(DATASET begins)

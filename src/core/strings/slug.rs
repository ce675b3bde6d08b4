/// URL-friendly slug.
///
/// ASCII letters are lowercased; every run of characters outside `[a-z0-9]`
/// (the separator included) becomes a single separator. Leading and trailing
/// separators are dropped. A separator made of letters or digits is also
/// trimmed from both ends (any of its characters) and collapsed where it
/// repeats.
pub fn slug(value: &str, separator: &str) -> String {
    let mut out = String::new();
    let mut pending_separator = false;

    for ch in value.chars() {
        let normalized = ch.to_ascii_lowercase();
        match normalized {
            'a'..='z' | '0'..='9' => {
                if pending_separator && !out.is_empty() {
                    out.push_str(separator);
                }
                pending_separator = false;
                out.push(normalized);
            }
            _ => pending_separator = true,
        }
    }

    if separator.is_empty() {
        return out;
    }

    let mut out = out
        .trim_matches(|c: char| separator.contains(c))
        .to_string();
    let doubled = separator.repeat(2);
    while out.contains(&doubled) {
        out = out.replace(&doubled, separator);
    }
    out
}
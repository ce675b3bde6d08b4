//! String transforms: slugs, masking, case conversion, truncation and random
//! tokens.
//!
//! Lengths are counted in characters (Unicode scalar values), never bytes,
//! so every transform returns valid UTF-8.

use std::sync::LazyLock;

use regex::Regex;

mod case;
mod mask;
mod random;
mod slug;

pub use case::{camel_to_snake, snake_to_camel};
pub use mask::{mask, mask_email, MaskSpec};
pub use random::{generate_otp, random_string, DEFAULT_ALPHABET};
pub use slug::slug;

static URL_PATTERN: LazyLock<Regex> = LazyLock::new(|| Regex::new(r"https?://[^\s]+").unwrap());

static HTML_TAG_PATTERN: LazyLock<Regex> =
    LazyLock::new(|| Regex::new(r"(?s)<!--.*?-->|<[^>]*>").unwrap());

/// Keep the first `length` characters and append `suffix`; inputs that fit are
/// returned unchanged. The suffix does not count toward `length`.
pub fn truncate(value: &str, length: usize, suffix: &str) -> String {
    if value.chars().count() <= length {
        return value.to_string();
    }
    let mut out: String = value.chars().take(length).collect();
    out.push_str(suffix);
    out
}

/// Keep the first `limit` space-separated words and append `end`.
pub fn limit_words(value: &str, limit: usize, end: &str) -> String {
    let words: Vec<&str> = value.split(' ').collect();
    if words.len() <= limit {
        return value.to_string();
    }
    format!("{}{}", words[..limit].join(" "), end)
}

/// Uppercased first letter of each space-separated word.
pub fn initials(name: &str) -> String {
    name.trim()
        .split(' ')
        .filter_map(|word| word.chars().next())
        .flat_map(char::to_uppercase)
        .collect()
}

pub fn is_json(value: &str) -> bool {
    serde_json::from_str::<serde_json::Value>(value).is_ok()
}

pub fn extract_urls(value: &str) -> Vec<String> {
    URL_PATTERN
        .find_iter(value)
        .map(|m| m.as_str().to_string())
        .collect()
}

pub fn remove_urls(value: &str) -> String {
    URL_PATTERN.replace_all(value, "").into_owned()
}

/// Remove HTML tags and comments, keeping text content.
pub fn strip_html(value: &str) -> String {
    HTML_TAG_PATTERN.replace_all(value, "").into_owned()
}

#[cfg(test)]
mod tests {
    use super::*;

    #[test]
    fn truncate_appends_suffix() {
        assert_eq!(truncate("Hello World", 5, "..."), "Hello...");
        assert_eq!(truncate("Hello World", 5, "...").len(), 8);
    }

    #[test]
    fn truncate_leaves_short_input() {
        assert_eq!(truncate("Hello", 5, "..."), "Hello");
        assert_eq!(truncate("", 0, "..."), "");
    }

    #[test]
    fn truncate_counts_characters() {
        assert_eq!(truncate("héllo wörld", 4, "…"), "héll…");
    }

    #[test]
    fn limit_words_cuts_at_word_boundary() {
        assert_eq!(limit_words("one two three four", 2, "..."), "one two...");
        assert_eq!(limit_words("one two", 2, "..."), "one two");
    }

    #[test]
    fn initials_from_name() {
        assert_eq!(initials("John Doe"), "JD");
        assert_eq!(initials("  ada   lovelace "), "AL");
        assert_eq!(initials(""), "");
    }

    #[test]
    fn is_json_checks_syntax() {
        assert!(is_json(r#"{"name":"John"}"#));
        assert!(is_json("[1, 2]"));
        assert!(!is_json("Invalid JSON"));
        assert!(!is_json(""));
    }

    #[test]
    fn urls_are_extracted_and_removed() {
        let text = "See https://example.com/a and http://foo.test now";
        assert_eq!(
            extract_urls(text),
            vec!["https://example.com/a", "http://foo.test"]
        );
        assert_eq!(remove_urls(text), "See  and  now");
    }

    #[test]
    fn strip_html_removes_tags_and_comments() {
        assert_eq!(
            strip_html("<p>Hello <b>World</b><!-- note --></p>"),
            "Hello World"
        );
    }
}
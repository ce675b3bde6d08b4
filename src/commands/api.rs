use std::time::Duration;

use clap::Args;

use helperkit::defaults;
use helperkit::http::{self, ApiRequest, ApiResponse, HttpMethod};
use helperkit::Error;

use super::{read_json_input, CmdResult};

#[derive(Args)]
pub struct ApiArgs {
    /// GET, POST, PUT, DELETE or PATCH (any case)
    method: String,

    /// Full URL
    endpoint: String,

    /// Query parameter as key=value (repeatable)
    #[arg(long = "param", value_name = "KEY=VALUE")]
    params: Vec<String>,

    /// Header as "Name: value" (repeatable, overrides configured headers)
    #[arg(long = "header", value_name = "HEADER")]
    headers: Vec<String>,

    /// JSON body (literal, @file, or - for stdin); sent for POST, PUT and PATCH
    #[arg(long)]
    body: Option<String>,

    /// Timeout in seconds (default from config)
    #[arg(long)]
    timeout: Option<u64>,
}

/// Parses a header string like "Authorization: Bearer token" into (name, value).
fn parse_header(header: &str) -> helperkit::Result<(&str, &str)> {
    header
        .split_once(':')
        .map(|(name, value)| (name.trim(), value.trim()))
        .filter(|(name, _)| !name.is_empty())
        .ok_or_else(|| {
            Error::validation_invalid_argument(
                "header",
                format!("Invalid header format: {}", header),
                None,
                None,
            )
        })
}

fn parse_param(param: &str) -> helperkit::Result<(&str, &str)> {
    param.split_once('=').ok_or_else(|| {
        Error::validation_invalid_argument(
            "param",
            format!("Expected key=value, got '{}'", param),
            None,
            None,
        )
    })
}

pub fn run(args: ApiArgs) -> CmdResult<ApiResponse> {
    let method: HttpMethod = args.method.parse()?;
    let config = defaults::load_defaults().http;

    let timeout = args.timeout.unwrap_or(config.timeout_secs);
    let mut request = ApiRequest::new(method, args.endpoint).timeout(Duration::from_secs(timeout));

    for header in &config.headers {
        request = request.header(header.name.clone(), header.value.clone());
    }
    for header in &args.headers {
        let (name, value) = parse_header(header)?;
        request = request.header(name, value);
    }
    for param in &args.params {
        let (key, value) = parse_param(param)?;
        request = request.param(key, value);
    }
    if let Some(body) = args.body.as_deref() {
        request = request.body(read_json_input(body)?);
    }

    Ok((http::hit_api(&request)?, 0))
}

(DATASET ends)

YOUR INSTRUCTIONS:
Set down an exact copy of the entries above.

RESPONSE BOX:
filename src/core/strings/slug.rs
repository ce675b3bde6d08b4
/// URL-friendly slug.
///
/// ASCII letters are lowercased; every run of characters outside `[a-z0-9]`
/// (the separator included) becomes a single separator. Leading and trailing
/// separators are dropped. A separator made of letters or digits is also
/// trimmed from both ends (any of its characters) and collapsed where it
/// repeats.
pub fn slug(value: &str, separator: &str) -> String {
    let mut out = String::new();
    let mut pending_separator = false;

    for ch in value.chars() {
        let normalized = ch.to_ascii_lowercase();
        match normalized {
            'a'..='z' | '0'..='9' => {
                if pending_separator && !out.is_empty() {
                    out.push_str(separator);
                }
                pending_separator = false;
                out.push(normalized);
            }
            _ => pending_separator = true,
        }
    }

    if separator.is_empty() {
        return out;
    }

    let mut out = out
        .trim_matches(|c: char| separator.contains(c))
        .to_string();
    let doubled = separator.repeat(2);
    while out.contains(&doubled) {
        out = out.replace(&doubled, separator);
    }
    out
}
repository ce675b3bde6d08b4
//! String transforms: slugs, masking, case conversion, truncation and random
//! tokens.
//!
//! Lengths are counted in characters (Unicode scalar values), never bytes,
//! so every transform returns valid UTF-8.

use std::sync::LazyLock;

use regex::Regex;

mod case;
mod mask;
mod random;
mod slug;

pub use case::{camel_to_snake, snake_to_camel};
pub use mask::{mask, mask_email, MaskSpec};
pub use random::{generate_otp, random_string, DEFAULT_ALPHABET};
pub use slug::slug;

static URL_PATTERN: LazyLock<Regex> = LazyLock::new(|| Regex::new(r"https?://[^\s]+").unwrap());

static HTML_TAG_PATTERN: LazyLock<Regex> =
    LazyLock::new(|| Regex::new(r"(?s)<!--.*?-->|<[^>]*>").unwrap());

/// Keep the first `length` characters and append `suffix`; inputs that fit are
/// returned unchanged. The suffix does not count toward `length`.
pub fn truncate(value: &str, length: usize, suffix: &str) -> String {
    if value.chars().count() <= length {
        return value.to_string();
    }
    let mut out: String = value.chars().take(length).collect();
    out.push_str(suffix);
    out
}

/// Keep the first `limit` space-separated words and append `end`.
pub fn limit_words(value: &str, limit: usize, end: &str) -> String {
    let words: Vec<&str> = value.split(' ').collect();
    if words.len() <= limit {
        return value.to_string();
    }
    format!("{}{}", words[..limit].join(" "), end)
}

/// Uppercased first letter of each space-separated word.
pub fn initials(name: &str) -> String {
    name.trim()
        .split(' ')
        .filter_map(|word| word.chars().next())
        .flat_map(char::to_uppercase)
        .collect()
}

pub fn is_json(value: &str) -> bool {
    serde_json::from_str::<serde_json::Value>(value).is_ok()
}

pub fn extract_urls(value: &str) -> Vec<String> {
    URL_PATTERN
        .find_iter(value)
        .map(|m| m.as_str().to_string())
        .collect()
}

pub fn remove_urls(value: &str) -> String {
    URL_PATTERN.replace_all(value, "").into_owned()
}

/// Remove HTML tags and comments, keeping text content.
pub fn strip_html(value: &str) -> String {
    HTML_TAG_PATTERN.replace_all(value, "").into_owned()
}

#[cfg(test)]
mod tests {
    use super::*;

    #[test]
    fn truncate_appends_suffix() {
        assert_eq!(truncate("Hello World", 5, "..."), "Hello...");
        assert_eq!(truncate("Hello World", 5, "...").len(), 8);
    }

    #[test]
    fn truncate_leaves_short_input() {
        assert_eq!(truncate("Hello", 5, "..."), "Hello");
        assert_eq!(truncate("", 0, "..."), "");
    }

    #[test]
    fn truncate_counts_characters() {
        assert_eq!(truncate("héllo wörld", 4, "…"), "héll…");
    }

    #[test]
    fn limit_words_cuts_at_word_boundary() {
        assert_eq!(limit_words("one two three four", 2, "..."), "one two...");
        assert_eq!(limit_words("one two", 2, "..."), "one two");
    }

    #[test]
    fn initials_from_name() {
        assert_eq!(initials("John Doe"), "JD");
        assert_eq!(initials("  ada   lovelace "), "AL");
        assert_eq!(initials(""), "");
    }

    #[test]
    fn is_json_checks_syntax() {
        assert!(is_json(r#"{"name":"John"}"#));
        assert!(is_json("[1, 2]"));
        assert!(!is_json("Invalid JSON"));
        assert!(!is_json(""));
    }

    #[test]
    fn urls_are_extracted_and_removed() {
        let text = "See https://example.com/a and http://foo.test now";
        assert_eq!(
            extract_urls(text),
            vec!["https://example.com/a", "http://foo.test"]
        );
        assert_eq!(remove_urls(text), "See  and  now");
    }

    #[test]
    fn strip_html_removes_tags_and_comments() {
        assert_eq!(
            strip_html("<p>Hello <b>World</b><!-- note --></p>"),
            "Hello World"
        );
    }
}
repository ce675b3bde6d08b4
filename src/commands/api.rs
use std::time::Duration;

use clap::Args;

use helperkit::defaults;
use helperkit::http::{self, ApiRequest, ApiResponse, HttpMethod};
use helperkit::Error;

use super::{read_json_input, CmdResult};

#[derive(Args)]
pub struct ApiArgs {
    /// GET, POST, PUT, DELETE or PATCH (any case)
    method: String,

    /// Full URL
    endpoint: String,

    /// Query parameter as key=value (repeatable)
    #[arg(long = "param", value_name = "KEY=VALUE")]
    params: Vec<String>,

    /// Header as "Name: value" (repeatable, overrides configured headers)
    #[arg(long = "header", value_name = "HEADER")]
    headers: Vec<String>,

    /// JSON body (literal, @file, or - for stdin); sent for POST, PUT and PATCH
    #[arg(long)]
    body: Option<String>,

    /// Timeout in seconds (default from config)
    #[arg(long)]
    timeout: Option<u64>,
}

/// Parses a header string like "Authorization: Bearer token" into (name, value).
fn parse_header(header: &str) -> helperkit::Result<(&str, &str)> {
    header
        .split_once(':')
        .map(|(name, value)| (name.trim(), value.trim()))
        .filter(|(name, _)| !name.is_empty())
        .ok_or_else(|| {
            Error::validation_invalid_argument(
                "header",
                format!("Invalid header format: {}", header),
                None,
                None,
            )
        })
}

fn parse_param(param: &str) -> helperkit::Result<(&str, &str)> {
    param.split_once('=').ok_or_else(|| {
        Error::validation_invalid_argument(
            "param",
            format!("Expected key=value, got '{}'", param),
            None,
            None,
        )
    })
}

pub fn run(args: ApiArgs) -> CmdResult<ApiResponse> {
    let method: HttpMethod = args.method.parse()?;
    let config = defaults::load_defaults().http;

    let timeout = args.timeout.unwrap_or(config.timeout_secs);
    let mut request = ApiRequest::new(method, args.endpoint).timeout(Duration::from_secs(timeout));

    for header in &config.headers {
        request = request.header(header.name.clone(), header.value.clone());
    }
    for header in &args.headers {
        let (name, value) = parse_header(header)?;
        request = request.header(name, value);
    }
    for param in &args.params {
        let (key, value) = parse_param(param)?;
        request = request.param(key, value);
    }
    if let Some(body) = args.body.as_deref() {
        request = request.body(read_json_input(body)?);
    }

    Ok((http::hit_api(&request)?, 0))
}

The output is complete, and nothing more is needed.